The painting I started of Amy Henderson, of the Geezer Gallery, that I started at Janet Amundson-Splidsboel's Candlelight Studio. Continuing at my studio, I focused on the hats and the dreamy surreal fabrics around her. I was listening to the music of Fellini Film soundtracks, which added elements of whimsy. For awhile, I thought of this portrait as "Amy of the Spirits", as in "Juliet of the Spirits", but now I think of it as "Amy's Blues".
Tuesday, December 28, 2010
Sunday, December 26, 2010
When it's too cold to paint plein air, a quick prismacolor pencil sketch will do.
Living in the Northwest, any day I can see Mt. Hood is a great day, especially on a bright clear winter day with the snow crisp against a blue sky! Sometimes Mt. St. Helens is also in view, looking like a bowl of soft vanilla ice cream, with its top blown off. But Mt.
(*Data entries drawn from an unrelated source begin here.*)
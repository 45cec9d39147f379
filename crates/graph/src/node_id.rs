//! Canonical node ids.
//!
//! Ids arrive in several spellings: `pkg/a.py::f`, `pkg\a.py.f`, `pkg.a.f`,
//! `external::requests.get`. All of them collapse to one dotted form.

/// Collapse `/`, `\` and `::` to `.` and drop a `.py` suffix on any path segment
pub fn normalize_id(raw: &str) -> String {
    let unified = raw.trim().replace("::", "/").replace('\\', "/");
    unified
        .split('/')
        .map(|segment| segment.strip_suffix(".py").unwrap_or(segment))
        .flat_map(|segment| segment.split('.'))
        .filter(|part| !part.is_empty())
        .collect::<Vec<_>>()
        .join(".")
}

/// Last dotted segment of an id
pub fn short_name(id: &str) -> &str {
    id.rsplit(['.', ':']).find(|s| !s.is_empty()).unwrap_or(id)
}

#[cfg(test)]
mod tests {
    use super::*;
    use pretty_assertions::assert_eq;
    use proptest::prelude::*;

    #[test]
    fn variant_spellings_collapse() {
        for raw in [
            "pkg/a.py::helper",
            "pkg\\a.py.helper",
            "pkg.a.helper",
            "./pkg/a.py/helper",
            "pkg::a::helper",
        ] {
            assert_eq!(normalize_id(raw), "pkg.a.helper", "{raw}");
        }
    }

    #[test]
    fn names_ending_in_py_letters_are_kept() {
        assert_eq!(normalize_id("lib.happy"), "lib.happy");
        assert_eq!(normalize_id("external::numpy.array"), "external.numpy.array");
    }

    #[test]
    fn short_names() {
        assert_eq!(short_name("pkg.a.helper"), "helper");
        assert_eq!(short_name("external::print"), "print");
        assert_eq!(short_name("main"), "main");
    }

    fn segment() -> impl Strategy<Value = String> {
        "[a-z_][a-z0-9_]{0,8}".prop_filter("py suffix", |s| s != "py")
    }

    proptest! {
        #[test]
        fn normalization_is_idempotent(raw in "[a-oq-z_./:\\\\]{0,30}") {
            let once = normalize_id(&raw);
            prop_assert_eq!(normalize_id(&once), once);
        }

        #[test]
        fn separator_style_does_not_matter(parts in prop::collection::vec(segment(), 1..5)) {
            let dotted = parts.join(".");
            let slashed = format!("{}.py", parts.join("/"));
            let colons = parts.join("::");
            prop_assert_eq!(normalize_id(&slashed), dotted.clone());
            prop_assert_eq!(normalize_id(&colons), dotted.clone());
            prop_assert_eq!(normalize_id(&dotted), dotted);
        }
    }
}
Hood is my favorite majestic mountain, any day, any season.
Tuesday, December 21, 2010
December in L.A. can be warm and sunny, and I lucked out a few weeks ago when I visited the L.A. County Museum of Art with my brother, Jeremy. We lunched alfresco with a view of the zany Japanese Pavilion by architect Bruce Goff, then headed to see German Expressionists and other 20th Century European art. I sketched ink drawings by George Grosz and viewed a video of him drawing one of his fat, bald men. I was especially challenged by an oil painting by Vuillard done in soft tones with no lines.
Back in Portland, I drove through rain and snowflakes to Janet Amundson-Splidsboel's studio, where the model was Amy Henderson, founder of the Geezer Gallery. The word "geezer" was selected to improve perception of older people. The gallery not only supports older artists by exhibiting their art, but also contributes to art therapy and other programs. Amy is not a "geezer" in any sense of the word, and looked lovely in her hat and flowing blouse.
Thursday, December 2, 2010
As the weather turns cold and drizzly, my attention has turned from painting plein air to the human figure. I'm drawing and painting from various sources to study different aspects of figures: movement, line, expression, form. I went to a show of bellydancers and sketched the dancers as they moved, silky costumes flowing to exotic music. At the Art Canvas Cafe, I painted a quick study of a clothed model before settling in for a more detailed painting, then decided I liked the expressive fluid lines of the sketch better. From a book on Gustav Klimt, I copied as faithfully as possible a portrait of Sonja Knips, soft and romantic. At the Hipbone Studio, spent several hours doing pencil studies of a nude model, and several paintings done in thirty minutes each. Finally, a "doodle" made from random brushstrokes to test paint colors turned into an abstract painting, then became an imaginary profile.